15 “‘From the day after the Sabbath, the day you brought the sheaf of the wave offering, count off seven full weeks. 16 Count off fifty days up to the day after the seventh Sabbath, and then present an offering of new grain to the Lord. 17 From wherever you live, bring two loaves made of two-tenths of an ephah of the finest flour, baked with yeast, as a wave offering of firstfruits to the Lord.
This passage provides Old Testament context for what Christians refer to as Pentecost, which literally means “the fiftieth.” In Hebrew culture, the Pentecost was a time of celebration, marking the day when first-fruits of the wheat harvest were offered to the Lord.
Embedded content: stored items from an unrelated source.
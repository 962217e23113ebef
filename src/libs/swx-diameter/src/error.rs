//! Diameter error types and result codes

use thiserror::Error;

/// Diameter error type
#[derive(Error, Debug)]
pub enum DiameterError {
    #[error("Invalid message format: {0}")]
    InvalidMessage(String),

    #[error("Invalid AVP: {0}")]
    InvalidAvp(String),

    #[error("Missing mandatory AVP: {0}")]
    MissingAvp(String),

    #[error("Invalid AVP value: {0}")]
    InvalidAvpValue(String),

    #[error("Buffer too small: need {needed}, have {available}")]
    BufferTooSmall { needed: usize, available: usize },

    #[error("Unknown command code: {0}")]
    UnknownCommand(u32),

    #[error("Protocol error: {0}")]
    Protocol(String),

    #[error("Not connected to peer")]
    NotConnected,

    #[error("IO error: {0}")]
    Io(#[from] std::io::Error),
}

/// Diameter result type
pub type DiameterResult<T> = Result<T, DiameterError>;

/// Diameter Result-Code values (RFC 6733)
#[derive(Debug, Clone, Copy, PartialEq, Eq)]
#[repr(u32)]
pub enum ResultCode {
    // Informational (1xxx)
    MultiRoundAuth = 1001,

    // Success (2xxx)
    Success = 2001,
    LimitedSuccess = 2002,

    // Protocol Errors (3xxx)
    CommandUnsupported = 3001,
    UnableToDeliver = 3002,
    RealmNotServed = 3003,
    TooBusy = 3004,
    LoopDetected = 3005,
    RedirectIndication = 3006,
    ApplicationUnsupported = 3007,
    InvalidHdrBits = 3008,
    InvalidAvpBits = 3009,
    UnknownPeer = 3010,

    // Transient Failures (4xxx)
    AuthenticationRejected = 4001,
    OutOfSpace = 4002,
    ElectionLost = 4003,

    // Permanent Failures (5xxx)
    AvpUnsupported = 5001,
    UnknownSessionId = 5002,
    AuthorizationRejected = 5003,
    InvalidAvpValue = 5004,
    MissingAvp = 5005,
    ResourcesExceeded = 5006,
    ContradictingAvps = 5007,
    AvpNotAllowed = 5008,
    AvpOccursTooManyTimes = 5009,
    NoCommonApplication = 5010,
    UnsupportedVersion = 5011,
    UnableToComply = 5012,
    InvalidBitInHeader = 5013,
    InvalidAvpLength = 5014,
    InvalidMessageLength = 5015,
    InvalidAvpBitCombo = 5016,
    NoCommonSecurity = 5017,
}

impl ResultCode {
    /// Look up a known base result code.
    ///
    /// Unknown values yield `None`; callers must not treat them as success.
    pub fn from_code(value: u32) -> Option<Self> {
        use ResultCode::*;
        const KNOWN: &[ResultCode] = &[
            MultiRoundAuth, Success, LimitedSuccess,
            CommandUnsupported, UnableToDeliver, RealmNotServed, TooBusy, LoopDetected,
            RedirectIndication, ApplicationUnsupported, InvalidHdrBits, InvalidAvpBits,
            UnknownPeer,
            AuthenticationRejected, OutOfSpace, ElectionLost,
            AvpUnsupported, UnknownSessionId, AuthorizationRejected, InvalidAvpValue,
            MissingAvp, ResourcesExceeded, ContradictingAvps, AvpNotAllowed,
            AvpOccursTooManyTimes, NoCommonApplication, UnsupportedVersion, UnableToComply,
            InvalidBitInHeader, InvalidAvpLength, InvalidMessageLength, InvalidAvpBitCombo,
            NoCommonSecurity,
        ];
        KNOWN.iter().copied().find(|rc| *rc as u32 == value)
    }

    /// 2xxx
    pub fn is_success(&self) -> bool {
        (2000..3000).contains(&(*self as u32))
    }

    /// 3xxx
    pub fn is_protocol_error(&self) -> bool {
        (3000..4000).contains(&(*self as u32))
    }

    /// 4xxx
    pub fn is_transient_failure(&self) -> bool {
        (4000..5000).contains(&(*self as u32))
    }
}

/// 3GPP Experimental-Result-Code values used on SWx (3GPP TS 29.273 / 29.229)
#[derive(Debug, Clone, Copy, PartialEq, Eq)]
#[repr(u32)]
pub enum ExperimentalResultCode {
    FirstRegistration = 2001,
    SubsequentRegistration = 2002,
    UserUnknown = 5001,
    IdentitiesDontMatch = 5002,
    IdentityNotRegistered = 5003,
    RoamingNotAllowed = 5004,
    IdentityAlreadyRegistered = 5005,
    AuthSchemeNotSupported = 5006,
    InAssignmentType = 5007,
    TooMuchData = 5008,
    NotSupportedUserData = 5009,
    UnknownEpsSubscription = 5420,
    UserNoNon3gppSubscription = 5450,
    UserNoApnSubscription = 5451,
    RatTypeNotAllowed = 5452,
}

impl ExperimentalResultCode {
    /// Look up a known experimental result code
    pub fn from_code(value: u32) -> Option<Self> {
        use ExperimentalResultCode::*;
        const KNOWN: &[ExperimentalResultCode] = &[
            FirstRegistration, SubsequentRegistration,
            UserUnknown, IdentitiesDontMatch, IdentityNotRegistered, RoamingNotAllowed,
            IdentityAlreadyRegistered, AuthSchemeNotSupported, InAssignmentType, TooMuchData,
            NotSupportedUserData,
            UnknownEpsSubscription, UserNoNon3gppSubscription, UserNoApnSubscription,
            RatTypeNotAllowed,
        ];
        KNOWN.iter().copied().find(|rc| *rc as u32 == value)
    }

    /// Check if result code indicates success
    pub fn is_success(&self) -> bool {
        (2000..3000).contains(&(*self as u32))
    }
}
The practice of offering God our first fruits is symbolic of our roles as stewards. Giving God our first and finest fruits is a sign of faith, recognizing that all things come from God and, without His provisions, we would have nothing. And even though we no longer live in an agrarian society, we can still offer God our first fruits in the form of time, money and talents.
We recognize that God is the giver of all good things, and we are not owners but stewards of that which He has allotted to us. Some of us have been given much – and our fleshly self wants to believe we earned it and deserve it – but as it says in Luke 12:48, “To whom much is given, much is required.”
Let us not give God only our surplus and dregs; rather let us give Him the first and the best of what we have been blessed with, recognizing that “the Lord gives and the Lord takes away.” (Job 1:21).
Thoughts for the day
- What does this passage tell you about God or Jesus?
- What does this passage tell you about humanity?
- What do you feel God is telling you through this passage?
- How can you apply this message in an area of your life that needs transformation?
- Is there anyone you think should hear or will benefit from this message? Go and tell them.
Invite the Holy Spirit to be present with you in this moment and then, wait. Allow God’s peace to draw near.